Work request:
Through the line that contains "for (source, target)", return the data below exactly, starting at its first line; leave the rest out.

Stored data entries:
________________________________________
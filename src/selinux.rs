//! SELinux relabeling of freshly populated system trees.
//!
//! Relabeling runs `setfiles` chrooted into the target so the target's own
//! policy is applied. Systems without a policy are silently skipped.

use anyhow::Result;
use std::path::{Path, PathBuf};
use tracing::{debug, info, warn};

use crate::config::Config;
use crate::process::run_checked;

const FILE_CONTEXTS: &str = "etc/selinux/targeted/contexts/files/file_contexts";

/// Relabel the given root tree. `extra_binds` are (source, target-in-root)
/// pairs mounted for the duration of the relabel, e.g. the real snapshots
/// subvolume of a btrfs deployment.
pub fn relabel(config: &Config, root: &Path, extra_binds: &[(PathBuf, String)]) -> Result<()> {
    let contexts = root.join(FILE_CONTEXTS);
    if !contexts.exists() {
        debug!("No SELinux policy in {}, skipping relabel", root.display());
        return Ok(());
    }
    info!("Relabeling {}", root.display());

    let mut mounted: Vec<PathBuf> = Vec::new();
    let mut mount_all = || -> Result<()> {
        for dir in ["proc", "sys", "dev"] {
            let target = root.join(dir);
            config.mounter.mount(&format!("/{}", dir), &target, "", &["bind"])?;
            mounted.push(target);
        }
        for (source, target) in extra_binds {
            let target = root.join(target.trim_start_matches('/'));
            config
                .mounter
                .mount(&source.to_string_lossy(), &target, "", &["bind"])?;
            mounted.push(target);
        }
        Ok(())
    };

    let result = mount_all().and_then(|_| {
        let root_str = root.to_string_lossy();
        run_checked(
            config.runner.as_ref(),
            "chroot",
            &[
                &root_str,
                "setfiles",
                "-i",
                "-F",
                &format!("/{}", FILE_CONTEXTS),
                "/",
            ],
            "setfiles failed",
        )
        .map(|_| ())
    });

    for target in mounted.iter().rev() {
        if let Err(e) = config.mounter.unmount(target) {
            warn!("failed unmounting {}: {}", target.display(), e);
        }
    }
    result
}
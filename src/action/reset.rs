//! The reset action: from the recovery system, reformat the mutable
//! partitions and redeploy the system like a fresh install, without
//! touching the partition table.

use anyhow::{bail, Context, Result};
use std::collections::BTreeMap;
use tracing::info;

use super::{
    boot_mode, finalize, mount_partitions, run_chroot_hook, run_hook, unmount_partitions,
    with_snapshot_root, write_install_state, BootMode,
};
use crate::bootloader::Grub;
use crate::config::{Config, RunConfig};
use crate::constants;
use crate::partitioner;
use crate::process::run_checked;
use crate::snapshotter::{new_snapshotter, Snapshotter};
use crate::source;
use crate::types::{
    ElementalPartitions, Firmware, FsKind, InstallState, Partition, PartitionState, ResetSpec,
    SystemState,
};

pub fn run_reset(run_config: &RunConfig, spec: &mut ResetSpec) -> Result<()> {
    spec.efi = spec.efi || Firmware::detect() == Firmware::Efi;
    run_reset_from(run_config, spec, boot_mode())
}

/// Reset entry point with an explicit boot mode, also used by tests.
pub fn run_reset_from(run_config: &RunConfig, spec: &mut ResetSpec, mode: BootMode) -> Result<()> {
    let config = &run_config.config;
    if mode != BootMode::Recovery {
        bail!("reset can only run from the recovery system");
    }

    if spec.state.is_none() {
        spec.state = InstallState::load().ok();
    }
    if spec.partitions.state.is_none() {
        let detected = partitioner::detect_partitions(config.runner.as_ref())
            .context("reset failed discovering partitions")?;
        spec.partitions = ElementalPartitions::from_list(&detected, spec.state.as_ref());
        spec.partitions.normalize();
    }
    // reset reinstalls the bootloader on the disk the system lives on
    if spec.target.is_empty() {
        spec.target = spec
            .partitions
            .state
            .as_ref()
            .map(|p| p.disk.clone())
            .unwrap_or_default();
    }
    spec.sanitize().context("invalid reset spec")?;
    info!("Resetting the system");

    run_hook(config, constants::BEFORE_RESET_HOOK)?;

    reformat_mutable_partitions(config, spec)?;
    mount_partitions(config, &spec.partitions)?;
    let result = reset_deployment(run_config, spec);
    unmount_partitions(config, &spec.partitions);
    result?;

    run_hook(config, constants::AFTER_RESET_HOOK)?;
    finalize(run_config)
}

fn reformat(config: &Config, partition: &Partition) -> Result<()> {
    let device = partition
        .path
        .clone()
        .with_context(|| format!("partition {} has no device", partition.name))?;
    if let Some(mount) = partition.mount_point.as_ref() {
        if config.mounter.is_mounted(mount)? {
            config.mounter.unmount(mount)?;
        }
    }
    info!("Formatting {} partition", partition.name);
    let device_str = device.to_string_lossy().into_owned();
    let label = partition.filesystem_label.as_str();
    let (program, mut args): (&str, Vec<&str>) = match partition.fs {
        FsKind::Btrfs => ("mkfs.btrfs", vec!["-f"]),
        FsKind::Vfat => ("mkfs.vfat", vec!["-F", "32"]),
        FsKind::Ext2 => ("mkfs.ext2", vec!["-F"]),
        _ => ("mkfs.ext4", vec!["-F"]),
    };
    if !label.is_empty() {
        if partition.fs == FsKind::Vfat {
            args.extend(["-n", label]);
        } else {
            args.extend(["-L", label]);
        }
    }
    args.push(&device_str);
    run_checked(
        config.runner.as_ref(),
        program,
        &args,
        &format!("failed formatting {}", partition.name),
    )
    .map(|_| ())
}

fn reformat_mutable_partitions(config: &Config, spec: &ResetSpec) -> Result<()> {
    let state = spec
        .partitions
        .state
        .as_ref()
        .context("undefined state partition")?;
    reformat(config, state).context("reset failed formatting the state partition")?;

    if spec.format_persistent {
        if let Some(persistent) = spec.partitions.persistent.as_ref() {
            reformat(config, persistent)
                .context("reset failed formatting the persistent partition")?;
        }
    }
    if spec.format_oem {
        if let Some(oem) = spec.partitions.oem.as_ref() {
            reformat(config, oem).context("reset failed formatting the OEM partition")?;
        }
    }
    Ok(())
}

fn reset_deployment(run_config: &RunConfig, spec: &mut ResetSpec) -> Result<()> {
    let config = &run_config.config;
    let state_part = spec
        .partitions
        .state
        .clone()
        .context("undefined state partition")?;
    let state_mount = state_part
        .mount_point
        .clone()
        .context("state partition is not mounted")?;
    let boot_mount = spec
        .partitions
        .boot
        .as_ref()
        .and_then(|p| p.mount_point.clone());
    let env_dir = Grub::env_dir(boot_mount.as_ref(), &state_mount);

    let snap_config = spec
        .state
        .as_ref()
        .map(|s| s.snapshotter.clone())
        .unwrap_or_else(|| run_config.snapshotter.clone());
    let grub = Grub::new(config);
    let mut snapshotter = new_snapshotter(config, snap_config.clone(), &grub)?;
    let mut state_part_mut = state_part.clone();
    snapshotter
        .init(&mut state_part_mut, &env_dir)
        .context("reset failed initializing the snapshotter")?;

    let mut snapshot = snapshotter
        .start_transaction()
        .context("reset failed starting the transaction")?;
    snapshot.labels = spec.snapshot_labels.clone();

    info!("Copying {} image...", constants::ACTIVE_LABEL);
    let populate = source::unpack(config, &spec.system, &snapshot.work_dir)
        .context("reset failed during extract")
        .and_then(|digest| {
            run_chroot_hook(config, &snapshot.work_dir, constants::AFTER_RESET_CHROOT_HOOK)?;
            Ok(digest)
        });
    let digest = match populate {
        Ok(digest) => digest,
        Err(e) => {
            let _ = snapshotter.close_transaction_on_error(&snapshot);
            return Err(e);
        }
    };
    snapshotter
        .close_transaction(&mut snapshot)
        .context("reset failed during commit")?;

    // persist the state file first: the bootloader must never see a default
    // pointing at a snapshot with no state entry
    let state = rebuilt_install_state(spec, &snap_config, snapshot.id, digest);
    write_install_state(&state, &spec.partitions)
        .context("reset failed persisting the state file")?;
    spec.state = Some(state);

    if spec.efi && !spec.target.is_empty() {
        with_snapshot_root(config, snapshotter.as_ref(), &snapshot, |root| {
            grub.install(
                root,
                &state_mount,
                boot_mount.as_deref(),
                &spec.target,
                Firmware::Efi,
                spec.disable_boot_entry,
            )
        })
        .context("reset failed during bootloader setup")?;
    }
    grub.set_default_entry(&env_dir, &spec.grub_def_entry)?;
    Ok(())
}

fn rebuilt_install_state(
    spec: &ResetSpec,
    snap_config: &crate::types::SnapshotterConfig,
    snapshot_id: u32,
    digest: Option<String>,
) -> InstallState {
    let date = crate::types::now_stamp();
    // start from the previous state so the recovery entry survives
    let mut state = spec.state.clone().unwrap_or_default();
    state.date = date.clone();
    state.snapshotter = snap_config.clone();

    let mut snapshots = BTreeMap::new();
    snapshots.insert(
        snapshot_id,
        SystemState {
            source: Some(spec.system.clone()),
            digest,
            active: true,
            label: String::new(),
            fs: None,
            labels: spec.snapshot_labels.clone(),
            date,
            from_action: "reset".to_string(),
        },
    );
    state.partitions.insert(
        constants::STATE_PART_NAME.to_string(),
        PartitionState {
            fs_label: spec
                .partitions
                .state
                .as_ref()
                .map(|p| p.filesystem_label.clone())
                .unwrap_or_else(|| constants::STATE_LABEL.to_string()),
            snapshots,
            ..Default::default()
        },
    );
    state
}
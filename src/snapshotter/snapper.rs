//! Snapper-managed subvolume backend.
//!
//! Delegates snapshot bookkeeping to the external `snapper` tool so its
//! metadata, listing and retention features keep working on the deployed
//! system. Partition initialization and the first snapshot still go through
//! plain btrfs commands; snapper requires an existing configuration.

use anyhow::{Context, Result};
use std::path::Path;
use tracing::debug;

use super::backend::{
    snapshot_path, snapshot_work_dir, BackendStat, BtrfsBackend, SnapshotList, SubvolumeBackend,
};
use super::Snapshot;
use crate::config::Config;
use crate::constants;
use crate::fsutils::find_first_existing;
use crate::process::run_checked;

#[derive(Debug)]
pub struct SnapperBackend<'a> {
    config: &'a Config,
    /// Subvolume-level operations snapper does not cover.
    inner: BtrfsBackend<'a>,
}

impl<'a> SnapperBackend<'a> {
    pub fn new(config: &'a Config) -> Self {
        Self {
            config,
            inner: BtrfsBackend::new(config),
        }
    }

    fn snapper(&self, root: &Path, args: &[&str], error: &str) -> Result<String> {
        let root_str = root.to_string_lossy().into_owned();
        let mut full_args = vec!["--no-dbus", "--root", root_str.as_str()];
        full_args.extend(args);
        run_checked(self.config.runner.as_ref(), "snapper", &full_args, error)
            .map(|r| r.stdout_trimmed().to_string())
    }
}

impl SubvolumeBackend for SnapperBackend<'_> {
    fn probe(&self, device: &str, mountpoint: &Path) -> Result<BackendStat> {
        self.inner.probe(device, mountpoint)
    }

    fn init_partition(&self, mountpoint: &Path) -> Result<()> {
        self.inner.init_partition(mountpoint)?;
        let root = mountpoint.join(super::backend::ROOT_SUBVOL);
        let mut args = vec!["create-config", "--fstype", "btrfs"];
        let template = find_first_existing(
            &constants::SNAPPER_TEMPLATE_PATHS
                .iter()
                .map(|p| std::path::PathBuf::from(*p))
                .collect::<Vec<_>>(),
        );
        if template.is_some() {
            args.extend(["--template", "default"]);
        }
        args.push("/");
        self.snapper(&root, &args, "snapper create-config failed")
            .map(|_| ())
    }

    fn create_snapshot(&self, root: &Path, base_id: u32) -> Result<Snapshot> {
        if base_id == 0 {
            // snapper cannot create the very first snapshot of a fresh
            // configuration, fall back to plain subvolume management
            return self.inner.create_snapshot(root, base_id);
        }
        let base = base_id.to_string();
        let output = self.snapper(
            root,
            &[
                "create",
                "--from",
                &base,
                "--read-write",
                "--print-number",
                "--description",
                "in progress deployment",
                "--cleanup-algorithm",
                "number",
            ],
            "snapper create failed",
        )?;
        let id: u32 = output
            .lines()
            .last()
            .unwrap_or_default()
            .trim()
            .parse()
            .context("unparseable snapper snapshot number")?;

        // snapper created the snapshot subvolume; add the work area next to it
        let base_path = snapshot_path(root, base_id);
        let work_dir = snapshot_work_dir(root, id);
        let base_str = base_path.to_string_lossy().into_owned();
        let work_str = work_dir.to_string_lossy().into_owned();
        run_checked(
            self.config.runner.as_ref(),
            "btrfs",
            &["subvolume", "snapshot", &base_str, &work_str],
            "failed creating snapshot work area",
        )?;

        Ok(Snapshot {
            id,
            path: snapshot_path(root, id),
            work_dir,
            mount_point: None,
            in_progress: false,
            labels: Default::default(),
        })
    }

    fn commit_snapshot(&self, root: &Path, snapshot: &Snapshot) -> Result<()> {
        if snapshot.id == 1 {
            // the first snapshot was created outside snapper
            return self.inner.commit_snapshot(root, snapshot);
        }
        self.snapper(
            root,
            &["modify", "--default", &snapshot.id.to_string()],
            "snapper modify failed",
        )
        .map(|_| ())
    }

    fn list_snapshots(&self, root: &Path) -> Result<SnapshotList> {
        let output = self.snapper(
            root,
            &["--csvout", "list", "--columns", "number,default"],
            "snapper list failed",
        )?;
        let mut ids = Vec::new();
        let mut active_id = 0;
        for line in output.lines().skip(1) {
            let mut fields = line.trim().split(',');
            let (Some(number), Some(default)) = (fields.next(), fields.next()) else {
                continue;
            };
            let Ok(id) = number.parse::<u32>() else {
                continue;
            };
            if id == 0 {
                // snapper's "current" pseudo snapshot
                continue;
            }
            ids.push(id);
            if default.eq_ignore_ascii_case("yes") {
                active_id = id;
            }
        }
        ids.sort_unstable();
        Ok(SnapshotList { ids, active_id })
    }

    fn delete_snapshot(&self, root: &Path, id: u32) -> Result<()> {
        let work_dir = snapshot_work_dir(root, id);
        if work_dir.exists() {
            let work_str = work_dir.to_string_lossy().into_owned();
            run_checked(
                self.config.runner.as_ref(),
                "btrfs",
                &["subvolume", "delete", &work_str],
                "failed deleting snapshot work area",
            )?;
        }
        self.snapper(
            root,
            &["delete", "--sync", &id.to_string()],
            "snapper delete failed",
        )
        .map(|_| ())
    }

    fn cleanup(&self, root: &Path, max_snaps: u32, keep: &[u32]) -> Result<()> {
        debug!(
            "Delegating snapshot retention to snapper (limit {}, keeping {:?})",
            max_snaps, keep
        );
        self.snapper(
            root,
            &["cleanup", "number"],
            "snapper cleanup failed",
        )
        .map(|_| ())
    }
}

#[cfg(test)]
mod tests {
    use super::*;
    use crate::testing::FakeRunner;
    use std::rc::Rc;

    fn snapper_config() -> (Config, Rc<FakeRunner>) {
        let mut config = Config::for_tests();
        let runner = Rc::new(FakeRunner::default());
        config.runner = Box::new(runner.clone());
        (config, runner)
    }

    #[test]
    fn test_create_snapshot_parses_number() {
        let (config, runner) = snapper_config();
        runner.on_output("snapper", "create --from 3", "4\n");
        let backend = SnapperBackend::new(&config);
        let snapshot = backend
            .create_snapshot(Path::new("/run/cos/state"), 3)
            .unwrap();
        assert_eq!(snapshot.id, 4);
        assert!(snapshot
            .path
            .to_string_lossy()
            .ends_with(".snapshots/4/snapshot"));
        assert!(runner.called_with("btrfs", "snapshot.workDir"));
    }

    #[test]
    fn test_list_snapshots_parses_csv() {
        let (config, runner) = snapper_config();
        runner.on_output(
            "snapper",
            "--csvout list",
            "number,default\n0,no\n1,no\n2,yes\n",
        );
        let backend = SnapperBackend::new(&config);
        let list = backend.list_snapshots(Path::new("/run/cos/state")).unwrap();
        assert_eq!(list.ids, vec![1, 2]);
        assert_eq!(list.active_id, 2);
    }

    #[test]
    fn test_commit_goes_through_snapper_modify() {
        let (config, runner) = snapper_config();
        let backend = SnapperBackend::new(&config);
        let snapshot = Snapshot {
            id: 5,
            ..Default::default()
        };
        backend
            .commit_snapshot(Path::new("/run/cos/state"), &snapshot)
            .unwrap();
        assert!(runner.called_with("snapper", "modify --default 5"));
    }
}
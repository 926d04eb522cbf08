//! Utilities for file operations with automatic parent directory creation.

use anyhow::{anyhow, bail, Context, Result};
use sha2::{Digest, Sha256};
use std::fs;
use std::io;
use std::os::unix::fs::PermissionsExt;
use std::path::{Path, PathBuf};

use crate::process::{run_checked, Runner};

/// Write a file, creating parent directories as needed.
pub fn write_file_with_dirs<P: AsRef<Path>, C: AsRef<[u8]>>(path: P, content: C) -> Result<()> {
    let path = path.as_ref();
    if let Some(parent) = path.parent() {
        fs::create_dir_all(parent)?;
    }
    fs::write(path, content)?;
    Ok(())
}

/// Write a file with specific Unix permissions, creating parent directories
/// as needed.
pub fn write_file_mode<P: AsRef<Path>, C: AsRef<[u8]>>(
    path: P,
    content: C,
    mode: u32,
) -> Result<()> {
    let path = path.as_ref();
    write_file_with_dirs(path, content)?;
    fs::set_permissions(path, fs::Permissions::from_mode(mode))?;
    Ok(())
}

/// Fail with a descriptive error if the given path does not exist.
pub fn ensure_exists(path: &Path, what: &str) -> Result<()> {
    if !path.exists() {
        bail!("{} not found: {}", what, path.display());
    }
    Ok(())
}

/// Return the first existing path from the candidate list.
pub fn find_first_existing(candidates: &[PathBuf]) -> Option<PathBuf> {
    candidates.iter().find(|p| p.exists()).cloned()
}

/// Create a sparse file of the given size in MiB, replacing any previous one.
pub fn create_sparse_file(path: &Path, size_mib: u32) -> Result<()> {
    if let Some(parent) = path.parent() {
        fs::create_dir_all(parent)?;
    }
    let file = fs::File::create(path)
        .with_context(|| format!("failed creating image file {}", path.display()))?;
    file.set_len(u64::from(size_mib) * 1024 * 1024)?;
    Ok(())
}

/// Copy a file into a directory under its base name, returning the
/// destination path.
pub fn copy_into_dir(src: &Path, dest_dir: &Path) -> Result<PathBuf> {
    let name = src
        .file_name()
        .ok_or_else(|| anyhow!("source file has no base name: {}", src.display()))?;
    fs::create_dir_all(dest_dir)?;
    let dest = dest_dir.join(name);
    fs::copy(src, &dest)
        .with_context(|| format!("failed copying {} to {}", src.display(), dest.display()))?;
    Ok(dest)
}

/// Mirror a directory tree into another, preserving permissions, xattrs and
/// sparse files. Extraneous files in the destination are deleted, so the
/// destination ends up as an exact replica.
pub fn mirror_dir(runner: &dyn Runner, src: &Path, dest: &Path) -> Result<()> {
    fs::create_dir_all(dest)?;
    // rsync treats "src/" as the content of src
    let src_arg = format!("{}/", src.display());
    let dest_arg = dest.display().to_string();
    run_checked(
        runner,
        "rsync",
        &["-aqAX", "--sparse", "--delete", &src_arg, &dest_arg],
        "rsync failed",
    )?;
    Ok(())
}

/// Compute the sha256 digest of a file, hex encoded.
pub fn sha256_of_file(path: &Path) -> Result<String> {
    let mut file = fs::File::open(path)
        .with_context(|| format!("failed opening {} for hashing", path.display()))?;
    let mut hasher = Sha256::new();
    io::copy(&mut file, &mut hasher)?;
    Ok(format!("{:x}", hasher.finalize()))
}

/// Depth of a path measured as its number of separators. Used to mount
/// parents before children.
pub fn path_depth(path: &str) -> usize {
    path.matches('/').count()
}

#[cfg(test)]
mod tests {
    use super::*;
    use tempfile::TempDir;

    #[test]
    fn test_write_file_with_dirs_creates_parents() {
        let tmp = TempDir::new().unwrap();
        let path = tmp.path().join("a/b/c.txt");
        write_file_with_dirs(&path, "content").unwrap();
        assert_eq!(fs::read_to_string(&path).unwrap(), "content");
    }

    #[test]
    fn test_write_file_mode() {
        let tmp = TempDir::new().unwrap();
        let path = tmp.path().join("script.sh");
        write_file_mode(&path, "#!/bin/sh\n", 0o755).unwrap();
        let mode = fs::metadata(&path).unwrap().permissions().mode();
        assert_eq!(mode & 0o777, 0o755);
    }

    #[test]
    fn test_create_sparse_file_size() {
        let tmp = TempDir::new().unwrap();
        let path = tmp.path().join("disk.img");
        create_sparse_file(&path, 8).unwrap();
        assert_eq!(fs::metadata(&path).unwrap().len(), 8 * 1024 * 1024);
    }

    #[test]
    fn test_copy_into_dir() {
        let tmp = TempDir::new().unwrap();
        let src = tmp.path().join("image.squashfs");
        fs::write(&src, "data").unwrap();
        let dest_dir = tmp.path().join("out");
        let dest = copy_into_dir(&src, &dest_dir).unwrap();
        assert_eq!(dest, dest_dir.join("image.squashfs"));
        assert_eq!(fs::read_to_string(dest).unwrap(), "data");
    }

    #[test]
    fn test_sha256_of_file() {
        let tmp = TempDir::new().unwrap();
        let path = tmp.path().join("data");
        fs::write(&path, b"hello").unwrap();
        assert_eq!(
            sha256_of_file(&path).unwrap(),
            "2cf24dba5fb0a30e26e83b2ac5b9e29e1b161e5c1fa7425e73043362938b9824"
        );
    }

    #[test]
    fn test_path_depth_ordering() {
        assert!(path_depth("/var") < path_depth("/var/lib"));
        assert!(path_depth("/var/lib") < path_depth("/var/lib/rancher"));
    }
}
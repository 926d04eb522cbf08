//! Target platform description for image pulls.

use anyhow::{bail, Result};
use serde::{Deserialize, Serialize};
use std::fmt;

/// Platform a source image is resolved for. `arch` follows the kernel
/// convention (`x86_64`), `oci_arch` the registry convention (`amd64`).
#[derive(Debug, Clone, PartialEq, Eq, Serialize, Deserialize)]
pub struct Platform {
    pub os: String,
    pub arch: String,
    #[serde(default, skip_serializing_if = "String::is_empty")]
    pub variant: String,
}

impl Platform {
    pub fn from_arch(arch: &str) -> Result<Self> {
        let (arch, variant) = match arch {
            "x86_64" | "amd64" => ("x86_64", ""),
            "aarch64" | "arm64" => ("aarch64", "v8"),
            "riscv64" => ("riscv64", ""),
            other => bail!("unsupported architecture: {}", other),
        };
        Ok(Self {
            os: "linux".to_string(),
            arch: arch.to_string(),
            variant: variant.to_string(),
        })
    }

    /// Platform of the running host.
    pub fn host() -> Self {
        // every arch this binary builds for is convertible
        Self::from_arch(std::env::consts::ARCH).unwrap_or(Self {
            os: "linux".to_string(),
            arch: std::env::consts::ARCH.to_string(),
            variant: String::new(),
        })
    }

    /// Architecture name used by OCI registries.
    pub fn oci_arch(&self) -> &str {
        match self.arch.as_str() {
            "x86_64" => "amd64",
            "aarch64" => "arm64",
            other => other,
        }
    }
}

impl Default for Platform {
    fn default() -> Self {
        Self::host()
    }
}

impl fmt::Display for Platform {
    fn fmt(&self, f: &mut fmt::Formatter<'_>) -> fmt::Result {
        if self.variant.is_empty() {
            write!(f, "{}/{}", self.os, self.oci_arch())
        } else {
            write!(f, "{}/{}/{}", self.os, self.oci_arch(), self.variant)
        }
    }
}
________________________________________
Solution for this problem:
filename src/selinux.rs
//! SELinux relabeling of freshly populated system trees.
//!
//! Relabeling runs `setfiles` chrooted into the target so the target's own
//! policy is applied. Systems without a policy are silently skipped.

use anyhow::Result;
use std::path::{Path, PathBuf};
use tracing::{debug, info, warn};

use crate::config::Config;
use crate::process::run_checked;

const FILE_CONTEXTS: &str = "etc/selinux/targeted/contexts/files/file_contexts";

/// Relabel the given root tree. `extra_binds` are (source, target-in-root)
/// pairs mounted for the duration of the relabel, e.g. the real snapshots
/// subvolume of a btrfs deployment.
pub fn relabel(config: &Config, root: &Path, extra_binds: &[(PathBuf, String)]) -> Result<()> {
    let contexts = root.join(FILE_CONTEXTS);
    if !contexts.exists() {
        debug!("No SELinux policy in {}, skipping relabel", root.display());
        return Ok(());
    }
    info!("Relabeling {}", root.display());

    let mut mounted: Vec<PathBuf> = Vec::new();
    let mut mount_all = || -> Result<()> {
        for dir in ["proc", "sys", "dev"] {
            let target = root.join(dir);
            config.mounter.mount(&format!("/{}", dir), &target, "", &["bind"])?;
            mounted.push(target);
        }
        for (source, target) in extra_binds {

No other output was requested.